» TASK PROMPT
The task calls for each line of the records below in which the word "ScannedFile" appears.
/---
use std::fmt::{Display, Formatter};

use serde::{Deserialize, Serialize};

use crate::DomainError;

macro_rules! record_id {
    ($(#[$meta:meta])* $name:ident, $kind:literal) => {
        $(#[$meta])*
        #[derive(Debug, Clone, Copy, PartialEq, Eq, Hash, PartialOrd, Ord)]
        pub struct $name(i64);

        impl $name {
            pub fn new(value: i64) -> Result<Self, DomainError> {
                if value <= 0 {
                    return Err(DomainError::InvalidRecordId {
                        kind: $kind,
                        value,
                    });
                }
                Ok(Self(value))
            }

            pub fn get(self) -> i64 {
                self.0
            }
        }

        impl Display for $name {
            fn fmt(&self, f: &mut Formatter<'_>) -> std::fmt::Result {
                write!(f, "{}", self.0)
            }
        }
    };
}

record_id!(
    /// Row id of a page in the catalog.
    PageId,
    "page"
);
record_id!(FolderId, "folder");
record_id!(ExportId, "export");

const MAX_DOCUMENT_ID_LEN: usize = 64;

/// Opaque stable document identifier.
///
/// Used verbatim as a directory name under the asset root, so only
/// `[A-Za-z0-9_-]` is accepted.
#[derive(Debug, Clone, PartialEq, Eq, Hash, PartialOrd, Ord)]
pub struct DocumentId(String);

impl DocumentId {
    pub fn new(value: impl Into<String>) -> Result<Self, DomainError> {
        let value = value.into();
        let valid = !value.is_empty()
            && value.len() <= MAX_DOCUMENT_ID_LEN
            && value
                .bytes()
                .all(|b| b.is_ascii_alphanumeric() || b == b'_' || b == b'-');
        if !valid {
            return Err(DomainError::InvalidDocumentId(value));
        }
        Ok(Self(value))
    }

    pub fn as_str(&self) -> &str {
        &self.0
    }
}

impl Display for DocumentId {
    fn fmt(&self, f: &mut Formatter<'_>) -> std::fmt::Result {
        f.write_str(&self.0)
    }
}

#[derive(Debug, Clone, Copy, PartialEq, Eq, Hash, Serialize, Deserialize)]
#[serde(rename_all = "snake_case")]
pub enum DocumentStatus {
    Draft,
    Active,
    Trashed,
}

impl DocumentStatus {
    pub fn as_str(self) -> &'static str {
        match self {
            Self::Draft => "draft",
            Self::Active => "active",
            Self::Trashed => "trashed",
        }
    }

    pub fn parse(value: &str) -> Result<Self, DomainError> {
        match value {
            "draft" => Ok(Self::Draft),
            "active" => Ok(Self::Active),
            "trashed" => Ok(Self::Trashed),
            other => Err(DomainError::UnknownVariant {
                kind: "document status",
                value: other.to_string(),
            }),
        }
    }

    pub fn can_transition_to(self, next: Self) -> bool {
        matches!(
            (self, next),
            (Self::Draft, Self::Active)
                | (Self::Draft, Self::Trashed)
                | (Self::Active, Self::Trashed)
                | (Self::Trashed, Self::Active)
        )
    }
}

#[derive(Debug, Clone, PartialEq, Eq)]
pub struct Document {
    pub id: DocumentId,
    pub title: String,
    pub folder_id: Option<FolderId>,
    pub page_count: u32,
    pub cover_index: u32,
    pub labels: Vec<String>,
    pub created_at: String,
    pub updated_at: String,
    pub status: DocumentStatus,
}

impl Document {
    /// Moves the document to `next`, rejecting transitions the lifecycle forbids.
    pub fn transition(&mut self, next: DocumentStatus) -> Result<(), DomainError> {
        if self.status == next {
            return Ok(());
        }
        if !self.status.can_transition_to(next) {
            return Err(DomainError::InvalidStatusTransition {
                from: self.status,
                to: next,
            });
        }
        self.status = next;
        Ok(())
    }

    pub fn has_valid_cover(&self) -> bool {
        if self.page_count == 0 {
            self.cover_index == 0
        } else {
            self.cover_index < self.page_count
        }
    }
}

#[derive(Debug, Clone, PartialEq, Eq)]
pub struct Folder {
    pub id: FolderId,
    pub name: String,
    pub parent_id: Option<FolderId>,
}

#[derive(Debug, Clone, Copy, PartialEq, Eq, Hash, Serialize, Deserialize)]
#[serde(rename_all = "snake_case")]
pub enum ExportKind {
    /// One JPEG image per page, wrapped in a PDF.
    Pdf,
}

impl ExportKind {
    pub fn extension(self) -> &'static str {
        match self {
            Self::Pdf => "pdf",
        }
    }

    pub fn as_str(self) -> &'static str {
        match self {
            Self::Pdf => "pdf",
        }
    }

    pub fn parse(value: &str) -> Result<Self, DomainError> {
        match value {
            "pdf" => Ok(Self::Pdf),
            other => Err(DomainError::UnknownVariant {
                kind: "export kind",
                value: other.to_string(),
            }),
        }
    }
}

#[derive(Debug, Clone, Copy, PartialEq, Eq, Serialize, Deserialize)]
pub struct ExportSettings {
    pub kind: ExportKind,
    pub quality: u8,
}

impl Default for ExportSettings {
    fn default() -> Self {
        Self {
            kind: ExportKind::Pdf,
            quality: 85,
        }
    }
}

#[derive(Debug, Clone, PartialEq, Eq)]
pub struct ExportRecord {
    pub id: ExportId,
    pub document_id: DocumentId,
    pub kind: ExportKind,
    pub artifact_path: String,
    pub settings_json: String,
    pub created_at: String,
}

#[cfg(test)]
mod tests {
    use super::*;

    #[test]
    fn record_ids_must_be_positive() {
        assert!(PageId::new(1).is_ok());
        assert!(matches!(
            FolderId::new(0),
            Err(DomainError::InvalidRecordId {
                kind: "folder",
                value: 0
            })
        ));
    }

    #[test]
    fn document_id_rejects_path_characters() {
        assert!(DocumentId::new("scan-2024_01").is_ok());
        assert!(DocumentId::new("").is_err());
        assert!(DocumentId::new("../etc").is_err());
        assert!(DocumentId::new("a/b").is_err());
        assert!(DocumentId::new("x".repeat(65)).is_err());
    }

    #[test]
    fn lifecycle_allows_restore_but_not_back_to_draft() {
        let mut doc = Document {
            id: DocumentId::new("d1").expect("id"),
            title: "Receipts".to_string(),
            folder_id: None,
            page_count: 0,
            cover_index: 0,
            labels: vec![],
            created_at: "1".to_string(),
            updated_at: "1".to_string(),
            status: DocumentStatus::Draft,
        };

        doc.transition(DocumentStatus::Active).expect("activate");
        doc.transition(DocumentStatus::Trashed).expect("trash");
        doc.transition(DocumentStatus::Active).expect("restore");
        assert!(matches!(
            doc.transition(DocumentStatus::Draft),
            Err(DomainError::InvalidStatusTransition { .. })
        ));
    }

    #[test]
    fn status_and_kind_parse_their_own_names() {
        for status in [
            DocumentStatus::Draft,
            DocumentStatus::Active,
            DocumentStatus::Trashed,
        ] {
            assert_eq!(DocumentStatus::parse(status.as_str()), Ok(status));
        }
        assert_eq!(ExportKind::parse("pdf"), Ok(ExportKind::Pdf));
        assert!(ExportKind::parse("zip").is_err());
    }
}
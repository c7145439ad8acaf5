use thiserror::Error;

use crate::DocumentStatus;

#[derive(Debug, Clone, PartialEq, Error)]
pub enum DomainError {
    #[error("{kind} id must be positive, got {value}")]
    InvalidRecordId { kind: &'static str, value: i64 },
    #[error("document id must be 1-64 characters of [A-Za-z0-9_-], got {0:?}")]
    InvalidDocumentId(String),
    #[error("edit parameter {0} must be finite")]
    NonFiniteEditParam(&'static str),
    #[error("edit parameter {name} out of range: {value}")]
    EditParamOutOfRange { name: &'static str, value: f32 },
    #[error("rotation must be a multiple of 90 degrees, got {0}")]
    InvalidRotation(i32),
    #[error("crop rectangle must have a non-zero size")]
    EmptyCrop,
    #[error("raster buffer holds {actual} bytes, expected {expected}")]
    RasterSizeMismatch { expected: usize, actual: usize },
    #[error("document cannot move from {from:?} to {to:?}")]
    InvalidStatusTransition {
        from: DocumentStatus,
        to: DocumentStatus,
    },
    #[error("unknown {kind} value {value:?}")]
    UnknownVariant { kind: &'static str, value: String },
    #[error("malformed edit record: {0}")]
    MalformedEditRecord(String),
}
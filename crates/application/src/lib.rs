mod error;
#[cfg(test)]
mod fakes;
mod index;
mod jobs;
mod ports;
mod service;
mod use_cases;

pub use error::ApplicationError;
pub use index::PageIndex;
pub use jobs::{Job, JobReport, JobRunner};
pub use ports::{
    AssetStore, CacheCleanReport, CatalogRepository, Clock, ExportWriter, FileScanSummary,
    FileScanner, ImageDecoder, NewDocument, NewExport, NewPage, PageAssetPaths, PageIndexUpdate,
    PageMove, PageRenderer, PageSource, RenderOutcome, ScannedFile, ThumbnailArtifact,
};
pub use service::ApplicationService;
pub use use_cases::{
    AddPageCommand, BootstrapCatalogCommand, CreateDocumentCommand, CreateFolderCommand,
    DeleteFolderCommand, DeletePageCommand, ImportFolderCommand, ImportSummary,
    ListDocumentsCommand, ListFoldersCommand, ListPagesCommand, OpenDocumentCommand,
    PurgeDocumentCommand, ReorderPageCommand, ReplaceOriginalCommand, SetDocumentStatusCommand,
    SetPageEditCommand, ShowPageEditCommand,
};
impl FileScanner for ListScanner {
    fn scan_supported(&self, _folder: &str) -> Result<FileScanSummary, ApplicationError> {
        let mut files: Vec<ScannedFile> = self
            .files
            .iter()
            .filter(|path| detect_image_kind(path) != ImageKind::Unsupported)
            .map(|path| ScannedFile {
                canonical_path: path.clone(),
                extension: path
                    .extension()
                    .map(|ext| ext.to_string_lossy().to_ascii_lowercase())
                    .unwrap_or_default(),
                file_size: 100,
                image_kind: detect_image_kind(path),
            })
            .collect();
        files.sort_by(|a, b| a.canonical_path.cmp(&b.canonical_path));
        Ok(FileScanSummary {
            scanned_files: self.files.len(),
            supported_files: files.len(),
            files,
        })
    }
}

/// Renderer that succeeds for every page except the ones marked failing.
#[derive(Default)]
pub struct ScriptedRenderer {
    failing: Mutex<BTreeSet<u32>>,
    thumbnails: Mutex<Vec<u32>>,
}

impl ScriptedRenderer {
    pub fn fail_page(&self, index: u32) {
        self.failing.lock().expect("failing lock").insert(index);
    }

    pub fn thumbnails(&self) -> Vec<u32> {
        self.thumbnails.lock().expect("thumbs lock").clone()
    }

    fn check(&self, document_id: &DocumentId, index: u32) -> Result<(), ApplicationError> {
        if self.failing.lock().expect("failing lock").contains(&index) {
            return Err(ApplicationError::MissingAsset(format!(
                "{document_id} page {index}"
            )));
        }
        Ok(())
    }

    fn raster(width: u32) -> Result<Raster, ApplicationError> {
        let height = width * 3 / 4;
        Ok(Raster::new(
            width,
            height,
            vec![255; (width * height * 4) as usize],
        )?)
    }
}

impl PageRenderer for ScriptedRenderer {
    fn render_preview(
        &self,
        document_id: &DocumentId,
        index: u32,
        target_width: u32,
    ) -> Result<Raster, ApplicationError> {
        self.check(document_id, index)?;
        Self::raster(target_width)
    }

    fn render_final(
        &self,
        document_id: &DocumentId,
        index: u32,
        _quality: u8,
    ) -> Result<Raster, ApplicationError> {
        self.check(document_id, index)?;
        Self::raster(64)
    }

    fn render_final_jpeg(
        &self,
        document_id: &DocumentId,
        index: u32,
        _quality: u8,
    ) -> Result<EncodedPage, ApplicationError> {
        self.check(document_id, index)?;
        Ok(EncodedPage {
            page_index: index,
            width: 64,
            height: 48,
            dpi: 300,
            jpeg: vec![0xFF, 0xD8, index as u8, 0xFF, 0xD9],
        })
    }

    fn render_and_persist(
        &self,
        document_id: &DocumentId,
        index: u32,
        _quality: u8,
    ) -> Result<RenderOutcome, ApplicationError> {
        self.check(document_id, index)?;
        Ok(RenderOutcome::Persisted {
            path: PathBuf::from(format!("/assets/{document_id}/page_{index:04}/render.jpg")),
        })
    }

    fn render_thumbnail(
        &self,
        document_id: &DocumentId,
        index: u32,
        max_edge: u32,
    ) -> Result<ThumbnailArtifact, ApplicationError> {
        self.check(document_id, index)?;
        self.thumbnails.lock().expect("thumbs lock").push(index);
        Ok(ThumbnailArtifact {
            page_index: index,
            file_path: format!("/assets/cache/thumbs/{document_id}/page_{index:04}.jpg"),
            width: max_edge,
            height: max_edge * 3 / 4,
        })
    }
}

#[derive(Default)]
pub struct RecordingExporter {
    writes: Mutex<Vec<(PathBuf, Vec<u32>)>>,
}

impl RecordingExporter {
    pub fn writes(&self) -> Vec<(PathBuf, Vec<u32>)> {
        self.writes.lock().expect("writes lock").clone()
    }
}

impl ExportWriter for RecordingExporter {
    fn write_export(
        &self,
        _kind: ExportKind,
        pages: &[EncodedPage],
        destination: &Path,
    ) -> Result<(), ApplicationError> {
        self.writes.lock().expect("writes lock").push((
            destination.to_path_buf(),
            pages.iter().map(|page| page.page_index).collect(),
        ));
        Ok(())
    }
}

pub struct Fixture {
    pub catalog: Arc<MemoryCatalog>,
    pub assets: Arc<MemoryAssets>,
    pub renderer: Arc<ScriptedRenderer>,
    pub exporter: Arc<RecordingExporter>,
    pub index: PageIndex,
}
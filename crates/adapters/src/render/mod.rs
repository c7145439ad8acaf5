mod engine;
pub mod filters;
mod generation;

pub use engine::{apply_operations, sample_size, RenderEngine};
pub use generation::{Generation, GenerationGuard};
\---
» TASK ANSWER
    PageMove, PageRenderer, PageSource, RenderOutcome, ScannedFile, ThumbnailArtifact,
        let mut files: Vec<ScannedFile> = self
            .map(|path| ScannedFile {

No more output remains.